Any site in the US running UUCP may call +1 900 GOT SRCS and use
the login "uucp". There is no password. The phone company will
bill you at $0.50 per minute for the call. The 900 number only
works from within the US.
------------------------------
From: Question 18
Date: 22 April 1996
[This could be more fleshed out (still!)]
Kerberos and RADIUS in 11.1
RIP version 2 in 11.1 (allows VSM, etc.)
Policy-based routing (routing based on source address or interface, or just
about anything else you want) in 11.0 *released*
PPP Multilink in 11.0(3) *released*
Frame Relay payload compression in 11.0(4) *released*
IPX Per-Host load balancing in 11.1
------------------------------
From: Question 19
Date: 27 July 1994
People often ask about performance of the cisco routers and are shyed
away from answering their questions because we don't know where to send
them.
Scott Bradner keeps the results of his performance tests on the
Internet. You can find them for ftp on the system hsdndev.harvard.edu
in the /pub/ndtl. There is a README file in that directory that
explains what is available. In addition, cisco has just started
publishing a piece of literature called ``The Harvard Benchmark Test
Results: Summary of cisco Systems Performance''. The only number I
can find on the doc is Lit. #700901. Don't know if you can order it
by this number, but at least there's a title to go on.
------------------------------
From: Question 20
Date: 22 April 1996
There are 3 basic types of switching (in order of increasing performance).
process switching
fast switching
autonomous switching
Process and fast switching support inbound and outbound, simple and
extended, access lists. Of course, for fast switching, such lists only
restrict traffic on the particular fast-switched interface.
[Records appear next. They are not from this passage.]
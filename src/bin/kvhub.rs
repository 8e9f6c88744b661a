//! KvHub CLI
//!
//! Opens the storage root, runs the startup scan and executes one command
//! against it.

use std::process::ExitCode;

use clap::{Parser, Subcommand};
use kvhub::{Config, Hub, Result};
use tracing_subscriber::{fmt, EnvFilter};

/// KvHub CLI
#[derive(Parser, Debug)]
#[command(name = "kvhub")]
#[command(about = "Multi-engine key-value database registry")]
#[command(version)]
struct Args {
    /// Storage root (one subdirectory per database)
    #[arg(short, long, default_value = "./kvhub_data")]
    storage_dir: String,

    /// Storage engine: memdb, logdb or lsmdb (case-insensitive)
    #[arg(short, long, default_value = "logdb")]
    engine: String,

    /// Node id for generated unique ids (0-1023)
    #[arg(short, long, default_value = "0")]
    node_id: u16,

    /// Worker threads for the startup scan
    #[arg(long, default_value = "4")]
    scan_workers: usize,

    #[command(subcommand)]
    command: Commands,
}

#[derive(Subcommand, Debug)]
enum Commands {
    /// List databases found under the storage root
    List,

    /// Get a value by key
    Get {
        /// Database name
        db: String,

        /// The key to get
        key: String,
    },

    /// Set a key-value pair
    Set {
        /// Database name
        db: String,

        /// The key to set
        key: String,

        /// The value to set
        value: String,
    },

    /// Delete a key
    Del {
        /// Database name
        db: String,

        /// The key to delete
        key: String,
    },

    /// Generate unique ids
    Id {
        /// How many ids to print
        #[arg(short, long, default_value = "1")]
        count: usize,

        /// Print the integer form (the default is the string form)
        #[arg(long)]
        numeric: bool,
    },
}

fn main() -> ExitCode {
    // Initialize tracing/logging
    let filter = EnvFilter::try_from_default_env()
        .unwrap_or_else(|_| EnvFilter::new("info,kvhub=debug"));

    fmt()
        .with_env_filter(filter)
        .with_target(true)
        .with_thread_ids(true)
        .with_writer(std::io::stderr)
        .init();

    let args = Args::parse();

    tracing::info!("KvHub v{}", kvhub::VERSION);

    let config = Config::builder()
        .storage_dir(&args.storage_dir)
        .engine(&args.engine)
        .node_id(args.node_id)
        .scan_workers(args.scan_workers)
        .build();

    match run(&config, args.command) {
        Ok(()) => ExitCode::SUCCESS,
        Err(e) => {
            tracing::error!("{}", e);
            ExitCode::FAILURE
        }
    }
}

fn run(config: &Config, command: Commands) -> Result<()> {
    let (hub, report) = Hub::start(config)?;

    match command {
        Commands::List => {
            for name in &report.opened {
                println!("{}", name);
            }
            for failure in &report.failed {
                eprintln!("{}", failure);
            }
        }
        Commands::Get { db, key } => {
            let handle = hub.registry().get_or_open(&db)?;
            match handle.get(key.as_bytes())? {
                Some(value) => println!("{}", String::from_utf8_lossy(&value)),
                None => println!("(nil)"),
            }
        }
        Commands::Set { db, key, value } => {
            let handle = hub.registry().get_or_open(&db)?;
            handle.put(key.as_bytes(), value.as_bytes())?;
            println!("OK");
        }
        Commands::Del { db, key } => {
            let handle = hub.registry().get_or_open(&db)?;
            handle.delete(key.as_bytes())?;
            println!("OK");
        }
        Commands::Id { count, numeric } => {
            for _ in 0..count {
                if numeric {
                    println!("{}", hub.ids().next_int());
                } else {
                    println!("{}", hub.ids().next_string());
                }
            }
        }
    }

    hub.shutdown()
}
Autonomous switching is done in the switch processor, a microcoded device that
is capable of switching IP, IPX, and bridging packets in the 100kpps range.
This is known as the "SP" card on the 7000 and the CBUS controller on the AGS+.
Encapsulation support is rather limited (Ethernet, HDLC, HSSI...).
The cisco 7000 also supports:
silicon switching
Silicon switching is done in the silicon switching engine (creative, eh? ;-).
The silicon switch processor (SSP) is the board which combines both the
switch processor and a silicon switching engine.
The SSP supports simple and extended outbound access lists in 10.3 and later.
The SSP supports simple and extended inbound access lists in 11.1 and later.
The cisco 75xx series supports:
"optimal" switching (cruddy name, eh?)
"flow" switching
"distributed" switching
* "optimal" switching (cruddy name, eh?)
The 7500 platform does not have a separate SP or SSP card, rather the RISC
processor on the "integrated route/switch processor card (IRSP)" handles
switching directly, similar to the 4000 series routers. There are several
hardware and software enhancements made though to increase the throughput to
a level that is several times above what you would normally get from "fast"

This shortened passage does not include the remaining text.